Today we are thrilled to welcome to the blog Jeff Wheeler, the author of the thrilling new fantasy The Queen’s Poisoner! For anyone who is always looking for new fantasy worlds to get lost in, this is one epic new series you don’t want to miss – especially if you’re a Kindle reader.
King Severn Argentine’s fearsome reputation precedes him: usurper of the throne, killer of rightful heirs, ruthless punisher of traitors. Attempting to depose him, the Duke of Kiskaddon gambles…and loses. Now the duke must atone by handing over his young son, Owen, as the king’s hostage. And should his loyalty falter again, the boy will pay with his life.
Seeking allies and eluding Severn’s spies, Owen learns to survive in the court of Kingfountain. But when new evidence of his father’s betrayal threatens to seal his fate, Owen must win the vengeful king’s favor by proving his worth—through extraordinary means. And only one person can aid his desperate cause: a mysterious woman, dwelling in secrecy, who truly wields power over life, death, and destiny.
B: Often in mythic tales the hero is separated from his or her parents and raised by another – something that also happens to Owen. What is significant about this element of the story?
JW: When I was thinking about the ‘hook’ for this story, I realized that every parent would dread having to face the decision of which child they would send away. I have five kids myself and the choice would be excruciating. It was quite common during medieval times to choose hostages for good behavior. In this case, the parents don’t know if they are sending their child to their doom or if the child will be only one that survives.

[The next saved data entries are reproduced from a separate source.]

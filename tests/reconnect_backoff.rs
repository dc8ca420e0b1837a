//! Reconnect scheduling tests
//!
//! Backoff delays, the attempt ceiling, the terminal-failure signal, and
//! the counter reset after a successful open. Paused-clock timing makes
//! the virtual delays exact.

mod common;

use std::sync::Arc;
use std::time::Duration;

use tokio::sync::mpsc;
use tokio::time::Instant;

use common::MockConnector;
use eventline::{ClientCallbacks, ClientConfig, ConnectionState, RealtimeClient};

fn test_config() -> ClientConfig {
    ClientConfig::new("wss://example.test/realtime", "secret")
}

#[tokio::test(start_paused = true)]
async fn failed_attempts_back_off_then_succeed() {
    // Attempts 1 and 2 are refused; the third opens.
    let (connector, mut handles) = MockConnector::new(2);
    let (connect_tx, mut connected) = mpsc::unbounded_channel();
    let callbacks = ClientCallbacks::new().with_on_connect(move || {
        let _ = connect_tx.send(());
    });
    let client = RealtimeClient::new(test_config(), callbacks, Arc::clone(&connector) as Arc<dyn eventline::Connector>);

    let started = Instant::now();
    client.connect();
    let _server = handles.recv().await.unwrap();
    connected.recv().await.unwrap();

    // Retry delays: 1000ms then 1500ms
    let elapsed = started.elapsed();
    assert!(
        elapsed >= Duration::from_millis(2500) && elapsed < Duration::from_millis(2600),
        "unexpected total backoff: {:?}",
        elapsed
    );
    assert_eq!(connector.attempts(), 3);
    assert!(client.is_connected());
}

#[tokio::test(start_paused = true)]
async fn gives_up_after_max_attempts() {
    let connector = MockConnector::always_failing();
    let (exhausted_tx, mut exhausted) = mpsc::unbounded_channel();
    let callbacks = ClientCallbacks::new().with_on_retries_exhausted(move || {
        let _ = exhausted_tx.send(());
    });

    let config = ClientConfig {
        max_reconnect_attempts: 2,
        ..test_config()
    };
    let client = RealtimeClient::new(config, callbacks, Arc::clone(&connector) as Arc<dyn eventline::Connector>);

    client.connect();
    exhausted.recv().await.unwrap();

    // Two failures in a row, no third attempt ever
    assert_eq!(connector.attempts(), 2);
    assert_eq!(client.state(), ConnectionState::Closed);
    assert!(!client.is_connected());

    tokio::time::sleep(Duration::from_secs(300)).await;
    assert_eq!(connector.attempts(), 2);

    // The signal fires exactly once
    assert!(exhausted.try_recv().is_err());
}

#[tokio::test(start_paused = true)]
async fn attempt_counter_resets_after_successful_open() {
    let (connector, mut handles) = MockConnector::new(0);
    let client = RealtimeClient::new(test_config(), ClientCallbacks::new(), Arc::clone(&connector) as Arc<dyn eventline::Connector>);

    client.connect();
    let server1 = handles.recv().await.unwrap();

    // Server drops the connection; with the counter reset on open, the
    // retry fires at the fast end of the curve.
    let dropped = Instant::now();
    drop(server1);
    let server2 = handles.recv().await.unwrap();
    let first_retry = dropped.elapsed();
    assert!(
        first_retry >= Duration::from_millis(1000) && first_retry < Duration::from_millis(1100),
        "unexpected first retry delay: {:?}",
        first_retry
    );

    // And again after the second stable open
    let dropped = Instant::now();
    drop(server2);
    let _server3 = handles.recv().await.unwrap();
    let second_retry = dropped.elapsed();
    assert!(
        second_retry >= Duration::from_millis(1000) && second_retry < Duration::from_millis(1100),
        "unexpected retry delay after reset: {:?}",
        second_retry
    );

    assert_eq!(connector.attempts(), 3);
}

#[tokio::test(start_paused = true)]
async fn connect_after_exhaustion_starts_a_fresh_cycle() {
    // The exhausted client stays closed until the application explicitly
    // asks for a new cycle.
    let (connector, mut handles) = MockConnector::new(2);
    let (exhausted_tx, mut exhausted) = mpsc::unbounded_channel();
    let callbacks = ClientCallbacks::new().with_on_retries_exhausted(move || {
        let _ = exhausted_tx.send(());
    });

    let config = ClientConfig {
        max_reconnect_attempts: 2,
        ..test_config()
    };
    let client = RealtimeClient::new(config, callbacks, Arc::clone(&connector) as Arc<dyn eventline::Connector>);

    client.connect();
    exhausted.recv().await.unwrap();
    assert_eq!(client.state(), ConnectionState::Closed);

    // Third mock attempt succeeds
    client.connect();
    let _server = handles.recv().await.unwrap();
    assert!(client.is_connected());
    assert_eq!(connector.attempts(), 3);
}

B: Ankarette is constantly stressing the importance of trusting your instincts and having the ability to judge a person’s character. Why is this so important, especially for Owen?
JW: As a medieval history major in college, I found it interesting that the split-second judgment of a person could lead to life-and-death outcomes. The decision to forgive an enemy could cause them to betray you later. The era The Queen’s Poisoner is based on is very Machiavellian. So teaching Owen who to trust would be the key of his survival.
B: What fueled your decision to make Owen eight-years-old? Do you think the story would have worked as well if Owen were older?
JW: I wrestled with this a lot before starting the story. I believed I could pull of an eight-year-old because I’m a dad with five kids and three are boys. I based Owen’s character on the personality of my youngest and used his older brother who was eight to test believability. What gave me confidence in the end was researching other writers who took this risk and succeeded. One of my favorite novels from high school was Charles Dicken’s “Great Expectations” and Pip starts out as that age. I found other characters in literature who were also very young (younger than Harry Potter!) and it worked. But after re-watching The Sixth Sense by M. Night Shyamalan, I believed an eight year-old could headline one of my novels.
B: Owen likes to play with tiles, by lining them all up in intricate designs and then knocking them down. Why is this something he feels compelled to do? How does it aid him as a character? How does it affect his character growth?
JW: This is one of the personality quirks of my youngest son. He started doing it when he was very little and still does it today. What’s less important than the ‘domino effect’ (as he calls it) is the time he’s willing to invest. I’ve loved the TED talk by Mihaly Csikszentmihalyi on ‘Flow’ and found the concept of concentration and persistence to be true in my life. I thought Owen’s interest would later bloom, as it does in subsequent books, into his own special magic.
B: Why does Ankarette stress the importance of discernment being “priceless”?
JW: Ankarette is very wise and has stayed alive because she knows who to trust. We all make snap judgments about people and many times these judgments are based on lack of full information. Ankarette has learned to not just accept one data point about a person but to see which direction the trend is going. Sorry for the statistical analogy, but I still have part of Intel in my blood!
B: Why is it best to judge people not by the word of others, but by their own actions?
JW: One of my favorite quotes by Ralph Waldo Emerson will help answer this: “Sow a thought and you reap an action; sow an act and you reap a habit; sow a habit and you reap a character; sow a character and you reap a destiny.” Watching the behavior of others is one of the best predictors of what’s going on inside their heads.
B: There is an emphasis on the value of honesty and trusting someone versus keeping secrets for fear of being betrayed or hurting others. Can one truly value honesty if they still keep secrets?
JW: In the book Ankarette tells Owen that secrets are like butterflies trying to burst out of a cocoon. People want to share secrets and only those with the highest integrity can keep them. When someone is in a position of trust, they can still be honest without divulging what they know.
B: Describe The Queen’s Poisoner in ten words or less.
JW: Even a child can face his greatest fear. How’s that? Part of the inspiration for this book is my little boy who has crippling anxiety when he’s around strangers, even people who have been family friends for years. Sometimes I’ve had to be like Ankarette and get down on one knee, hold his hand, and tell him ‘face your fear—you can do this!’ I think many readers will relate to Owen’s character. We all have fears.